Meek. Mild. As if.
When one reads Saint Paul's epistles, one cannot fail to notice how thoroughly and terribly
indifferent he is toward Jesus as a living person (the Jesus who is not yet Christ, the pre-Easter Jesus, the Jesus of the Gospels) - Paul more or less totally ignores Jesus' particular acts, teachings, parables, all that Hegel later referred to as the mythical element of the fairytale narrative, of the mere prenotional representation [
Vorstellung]; never in his writings does he engage in hermeneutics, in probing into the "deeper meaning" of this or that parable or act of Jesus.
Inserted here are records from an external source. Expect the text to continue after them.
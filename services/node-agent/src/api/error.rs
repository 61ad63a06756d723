//! JSON error responses for the management API.

use axum::{
    http::StatusCode,
    response::{IntoResponse, Response},
    Json,
};
use serde::Serialize;

use crate::error::ManagerError;

#[derive(Debug, Serialize)]
#[cfg_attr(test, derive(serde::Deserialize))]
pub struct ErrorBody {
    pub error: String,
    pub code: String,
    pub status: u16,
}

#[derive(Debug)]
pub struct ApiError {
    pub status: StatusCode,
    pub body: ErrorBody,
}

impl ApiError {
    pub fn new(status: StatusCode, code: impl Into<String>, message: impl Into<String>) -> Self {
        Self {
            status,
            body: ErrorBody {
                error: message.into(),
                code: code.into(),
                status: status.as_u16(),
            },
        }
    }

    pub fn bad_request(code: impl Into<String>, message: impl Into<String>) -> Self {
        Self::new(StatusCode::BAD_REQUEST, code, message)
    }
}

impl From<ManagerError> for ApiError {
    fn from(err: ManagerError) -> Self {
        let status = match &err {
            ManagerError::UnknownInstance(_) => StatusCode::NOT_FOUND,
            ManagerError::PortExhausted { .. } => StatusCode::CONFLICT,
            ManagerError::StartupVerificationFailed { .. } => StatusCode::BAD_GATEWAY,
            ManagerError::ConfigWriteFailed { .. } | ManagerError::ProcessSpawnFailed(_) => {
                StatusCode::INTERNAL_SERVER_ERROR
            }
        };
        Self::new(status, err.code(), err.to_string())
    }
}

impl IntoResponse for ApiError {
    fn into_response(self) -> Response {
        (self.status, Json(self.body)).into_response()
    }
}
use std::net::{Ipv6Addr, SocketAddr};
use std::str::FromStr;
use std::time::Duration;

use anyhow::{Context, Result};

#[derive(Debug, Clone)]
pub struct Config {
    /// Registry API listen address.
    pub listen_addr: SocketAddr,
    /// Ingress proxy listen address.
    pub proxy_listen_addr: SocketAddr,
    pub health_interval: Duration,
    pub health_timeout: Duration,
    /// Reports older than this are evicted.
    pub stale_after: Duration,
    pub sweep_interval: Duration,
    pub max_connections: usize,
    pub log_level: String,
}

impl Config {
    pub fn from_env() -> Result<Self> {
        Self::from_lookup(|key| std::env::var(key).ok())
    }

    pub fn from_lookup(lookup: impl Fn(&str) -> Option<String>) -> Result<Self> {
        let listen_addr =
            parse_or(&lookup, "PV6_LISTEN_ADDR", SocketAddr::from(([0, 0, 0, 0], 8081)))?;
        let proxy_listen_addr = parse_or(
            &lookup,
            "PV6_PROXY_LISTEN_ADDR",
            SocketAddr::from((Ipv6Addr::UNSPECIFIED, 8888)),
        )?;
        let health_interval_secs = parse_or(&lookup, "PV6_HEALTH_INTERVAL_SECS", 30u64)?;
        let health_timeout_ms = parse_or(&lookup, "PV6_HEALTH_TIMEOUT_MS", 5000u64)?;
        let stale_after_secs = parse_or(&lookup, "PV6_STALE_AFTER_SECS", 120u64)?;
        let sweep_interval_secs = parse_or(&lookup, "PV6_SWEEP_INTERVAL_SECS", 60u64)?;
        let max_connections = parse_or(&lookup, "PV6_MAX_CONNECTIONS", 10000usize)?;
        let log_level = lookup("PV6_LOG_LEVEL").unwrap_or_else(|| "info".to_string());

        Ok(Self {
            listen_addr,
            proxy_listen_addr,
            // tokio intervals must be non-zero.
            health_interval: Duration::from_secs(health_interval_secs.max(1)),
            health_timeout: Duration::from_millis(health_timeout_ms),
            stale_after: Duration::from_secs(stale_after_secs),
            sweep_interval: Duration::from_secs(sweep_interval_secs.max(1)),
            max_connections: max_connections.max(1),
            log_level,
        })
    }
}

fn parse_or<T>(lookup: &impl Fn(&str) -> Option<String>, key: &str, default: T) -> Result<T>
where
    T: FromStr,
    T::Err: std::fmt::Display,
{
    match lookup(key) {
        Some(raw) if !raw.trim().is_empty() => raw
            .trim()
            .parse::<T>()
            .map_err(|e| anyhow::anyhow!("{e}"))
            .with_context(|| format!("invalid value for {key}: {raw:?}")),
        _ => Ok(default),
    }
}

#[cfg(test)]
mod tests {
    use super::*;
    use std::collections::HashMap;

    fn load(vars: &[(&str, &str)]) -> Result<Config> {
        let map: HashMap<&str, &str> = vars.iter().copied().collect();
        Config::from_lookup(|key| map.get(key).map(|v| v.to_string()))
    }

    #[test]
    fn test_defaults() {
        let config = load(&[]).unwrap();
        assert_eq!(config.listen_addr.to_string(), "0.0.0.0:8081");
        assert_eq!(config.proxy_listen_addr.to_string(), "[::]:8888");
        assert_eq!(config.health_interval, Duration::from_secs(30));
        assert_eq!(config.health_timeout, Duration::from_secs(5));
        assert_eq!(config.stale_after, Duration::from_secs(120));
        assert_eq!(config.sweep_interval, Duration::from_secs(60));
        assert_eq!(config.max_connections, 10000);
        assert_eq!(config.log_level, "info");
    }

    #[test]
    fn test_overrides() {
        let config = load(&[
            ("PV6_PROXY_LISTEN_ADDR", "127.0.0.1:3128"),
            ("PV6_STALE_AFTER_SECS", "300"),
            ("PV6_SWEEP_INTERVAL_SECS", "0"),
        ])
        .unwrap();
        assert_eq!(config.proxy_listen_addr.port(), 3128);
        assert_eq!(config.stale_after, Duration::from_secs(300));
        assert_eq!(config.sweep_interval, Duration::from_secs(1));
    }

    #[test]
    fn test_invalid_number() {
        let err = load(&[("PV6_HEALTH_TIMEOUT_MS", "soon")]).unwrap_err();
        assert!(err.to_string().contains("PV6_HEALTH_TIMEOUT_MS"));
    }

    #[test]
    fn test_blank_values_use_defaults() {
        let config = load(&[("PV6_LISTEN_ADDR", "  "), ("PV6_MAX_CONNECTIONS", "")]).unwrap();
        assert_eq!(config.listen_addr.port(), 8081);
        assert_eq!(config.max_connections, 10000);
    }
}
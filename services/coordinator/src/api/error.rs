//! JSON error responses for the registry API.

use axum::{
    http::StatusCode,
    response::{IntoResponse, Response},
    Json,
};
use serde::Serialize;

#[derive(Debug, Serialize)]
#[cfg_attr(test, derive(serde::Deserialize))]
pub struct ErrorBody {
    pub error: String,
    pub code: String,
    pub status: u16,
}

#[derive(Debug)]
pub struct ApiError {
    status: StatusCode,
    body: ErrorBody,
}

impl ApiError {
    pub fn new(status: StatusCode, code: impl Into<String>, message: impl Into<String>) -> Self {
        Self {
            status,
            body: ErrorBody {
                error: message.into(),
                code: code.into(),
                status: status.as_u16(),
            },
        }
    }

    pub fn bad_request(code: impl Into<String>, message: impl Into<String>) -> Self {
        Self::new(StatusCode::BAD_REQUEST, code, message)
    }

    pub fn not_found(code: impl Into<String>, message: impl Into<String>) -> Self {
        Self::new(StatusCode::NOT_FOUND, code, message)
    }
}

impl IntoResponse for ApiError {
    fn into_response(self) -> Response {
        (self.status, Json(self.body)).into_response()
    }
}
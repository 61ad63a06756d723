//! Management HTTP API.

pub mod error;

use std::sync::Arc;

use axum::{
    extract::{rejection::JsonRejection, Path, State},
    http::StatusCode,
    response::IntoResponse,
    routing::{get, post},
    Json, Router,
};
use chrono::Utc;
use pv6_models::{NodeReport, ProxyInstance, ProxyMetrics};
use serde::Serialize;
use tower_http::trace::TraceLayer;

use crate::manager::ProxyManager;
use crate::reporter::{build_report, NodeIdentity};
use error::ApiError;

/// Shared state for API handlers.
#[derive(Clone)]
pub struct AgentState {
    pub manager: Arc<ProxyManager>,
    pub identity: Arc<NodeIdentity>,
}

/// Create the management router.
pub fn create_router(state: AgentState) -> Router {
    Router::new()
        .route("/health", get(health))
        .route("/proxies", get(list_proxies))
        .route("/proxy/{id}/stop", post(stop_proxy))
        .route("/proxy/{id}/metrics", post(update_metrics))
        .route("/status", get(status))
        .layer(TraceLayer::new_for_http())
        .with_state(state)
}

#[derive(Debug, Serialize)]
#[cfg_attr(test, derive(serde::Deserialize))]
pub struct HealthResponse {
    pub status: String,
    pub service: String,
    pub version: String,
    pub timestamp: String,
}

async fn health() -> impl IntoResponse {
    Json(HealthResponse {
        status: "ok".to_string(),
        service: "agent".to_string(),
        version: env!("CARGO_PKG_VERSION").to_string(),
        timestamp: Utc::now().to_rfc3339(),
    })
}

async fn list_proxies(State(state): State<AgentState>) -> Json<Vec<ProxyInstance>> {
    Json(state.manager.get_instances().await)
}

async fn stop_proxy(
    State(state): State<AgentState>,
    Path(id): Path<String>,
) -> Result<Json<ProxyInstance>, ApiError> {
    let instance = state.manager.stop_proxy(&id).await?;
    Ok(Json(instance))
}

async fn update_metrics(
    State(state): State<AgentState>,
    Path(id): Path<String>,
    payload: Result<Json<ProxyMetrics>, JsonRejection>,
) -> Result<StatusCode, ApiError> {
    let Json(metrics) =
        payload.map_err(|e| ApiError::bad_request("invalid_payload", e.body_text()))?;
    state.manager.update_metrics(&id, metrics).await?;
    Ok(StatusCode::NO_CONTENT)
}

async fn status(State(state): State<AgentState>) -> Json<NodeReport> {
    Json(build_report(&state.identity, &state.manager).await)
}

#[cfg(test)]
mod tests {
    use super::*;
    use std::time::Duration;

    use axum::body::Body;
    use axum::http::Request;
    use http_body_util::BodyExt;
    use pv6_models::{Ipv6Address, ProxyStatus};
    use tower::ServiceExt;

    use crate::daemon::{MockBehavior, MockLauncher};
    use crate::manager::{ManagerSettings, PortRange};
    use error::ErrorBody;

    fn agent_state(dir: &std::path::Path) -> AgentState {
        let settings = ManagerSettings {
            // Nothing listens on loopback port 1, so unreachable daemons stay unreachable.
            port_range: PortRange::new(1, 1).unwrap(),
            runtime_dir: dir.to_path_buf(),
            startup_attempts: 1,
            startup_interval: Duration::from_millis(10),
            probe_timeout: Duration::from_millis(200),
        };
        let launcher = Arc::new(MockLauncher::with_behavior(MockBehavior::Unreachable));
        AgentState {
            manager: Arc::new(ProxyManager::new(settings, launcher)),
            identity: Arc::new(NodeIdentity {
                node_id: "node-a".to_string(),
                hostname: "host-a".to_string(),
                region: Some("eu-west".to_string()),
            }),
        }
    }

    async fn body_json<T: serde::de::DeserializeOwned>(response: axum::response::Response) -> T {
        let bytes = response.into_body().collect().await.unwrap().to_bytes();
        serde_json::from_slice(&bytes).unwrap()
    }

    async fn send(router: Router, method: &str, uri: &str, body: Body) -> axum::response::Response {
        let request = Request::builder()
            .method(method)
            .uri(uri)
            .header("content-type", "application/json")
            .body(body)
            .unwrap();
        router.oneshot(request).await.unwrap()
    }

    #[tokio::test]
    async fn test_health() {
        let dir = tempfile::tempdir().unwrap();
        let router = create_router(agent_state(dir.path()));
        let response = send(router, "GET", "/health", Body::empty()).await;
        assert_eq!(response.status(), StatusCode::OK);
        let health: HealthResponse = body_json(response).await;
        assert_eq!(health.status, "ok");
        assert_eq!(health.version, env!("CARGO_PKG_VERSION"));
    }

    #[tokio::test]
    async fn test_unknown_instance_is_404() {
        let dir = tempfile::tempdir().unwrap();
        let router = create_router(agent_state(dir.path()));

        let response = send(router.clone(), "POST", "/proxy/nope/stop", Body::empty()).await;
        assert_eq!(response.status(), StatusCode::NOT_FOUND);
        let body: ErrorBody = body_json(response).await;
        assert_eq!(body.code, "unknown_instance");
        assert_eq!(body.status, 404);

        let response = send(
            router,
            "POST",
            "/proxy/nope/metrics",
            Body::from(r#"{"requests_total": 1}"#),
        )
        .await;
        assert_eq!(response.status(), StatusCode::NOT_FOUND);
    }

    #[tokio::test]
    async fn test_malformed_metrics_is_400() {
        let dir = tempfile::tempdir().unwrap();
        let router = create_router(agent_state(dir.path()));
        let response = send(router, "POST", "/proxy/x/metrics", Body::from("{not json")).await;
        assert_eq!(response.status(), StatusCode::BAD_REQUEST);
        let body: ErrorBody = body_json(response).await;
        assert_eq!(body.code, "invalid_payload");
    }

    #[tokio::test]
    async fn test_proxy_lifecycle_through_api() {
        let dir = tempfile::tempdir().unwrap();
        let state = agent_state(dir.path());
        let router = create_router(state.clone());

        let address = Ipv6Address::new("::ffff:127.0.0.1".parse().unwrap(), "lo", false);
        let err = state.manager.start_proxy(address).await.unwrap_err();
        let id = err.instance().unwrap().id.clone();

        let response = send(router.clone(), "GET", "/proxies", Body::empty()).await;
        let proxies: Vec<ProxyInstance> = body_json(response).await;
        assert_eq!(proxies.len(), 1);
        assert_eq!(proxies[0].status, ProxyStatus::Error);

        let response = send(
            router.clone(),
            "POST",
            &format!("/proxy/{id}/metrics"),
            Body::from(r#"{"requests_total": 12, "bytes_transmitted": 4096}"#),
        )
        .await;
        assert_eq!(response.status(), StatusCode::NO_CONTENT);

        let response = send(router.clone(), "GET", "/status", Body::empty()).await;
        let report: NodeReport = body_json(response).await;
        assert_eq!(report.node_id, "node-a");
        assert_eq!(report.region.as_deref(), Some("eu-west"));
        assert_eq!(report.proxies[0].metrics.requests_total, 12);

        let response = send(router, "POST", &format!("/proxy/{id}/stop"), Body::empty()).await;
        assert_eq!(response.status(), StatusCode::OK);
        let stopped: ProxyInstance = body_json(response).await;
        assert_eq!(stopped.status, ProxyStatus::Stopped);
    }
}
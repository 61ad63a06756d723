//! Registry HTTP API.

pub mod error;
pub mod nodes;

use axum::{response::IntoResponse, routing::get, Json, Router};
use chrono::Utc;
use serde::Serialize;
use tower_http::trace::TraceLayer;

use crate::state::AppState;

/// Create the registry router.
pub fn create_router(state: AppState) -> Router {
    Router::new()
        .route("/health", get(health))
        .route("/api/nodes", get(nodes::list_nodes))
        .route(
            "/api/nodes/{node_id}",
            get(nodes::get_node).post(nodes::submit_report),
        )
        .route("/api/stats", get(nodes::stats))
        .layer(TraceLayer::new_for_http())
        .with_state(state)
}

/// Health check response.
#[derive(Debug, Serialize)]
#[cfg_attr(test, derive(serde::Deserialize))]
pub struct HealthResponse {
    pub status: String,
    pub service: String,
    pub version: String,
    pub timestamp: String,
}

async fn health() -> impl IntoResponse {
    Json(HealthResponse {
        status: "healthy".to_string(),
        service: "coordinator".to_string(),
        version: env!("CARGO_PKG_VERSION").to_string(),
        timestamp: Utc::now().to_rfc3339(),
    })
}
What matters to him is not Jesus as a historical figure, only the fact that he died on the Cross and rose from the dead - after confirming Jesus' death and resurrection, Paul goes on to his true Leninist business, that of organizing the new party called the Christian community. Paul as a Leninist: was not Paul, like Lenin, the great "institutionalizer," and, as such, reviled by the partisans of "original" Marxism-Christianity? Does not the Pauline temporality "already, but not yet" also designate Lenin's situation in between the two revolutions, between February and October 1917? Revolution is already behind us, the old regime is out, freedom is here -
but the hard work still lies ahead.
- Slavoj Žižek, "
The Puppet and the Dwarf" (2003)
Posted by Ghost of a flea at January 3, 2005 11:18 AM
Trackback Pings
TrackBack URL for this entry:
http://www.ghostofaflea.com/cgi-bin/mt/trackback-engine.cgi/2419
Great quote. I was thinking something similar to this last night as I watched Frontline. It was about the Christianity of G W Bush. If there was ever a Pauline Christian, it is Bush.
Posted by: Greg at January 5, 2005 02:48 PM
The fun thing about Zizek's book is that he is writing a defense of Paul. This parallels his earlier contrarian position in defense of Lenin, hence the quoted material. I cannot say I agree with him on either score but it is an excellent read.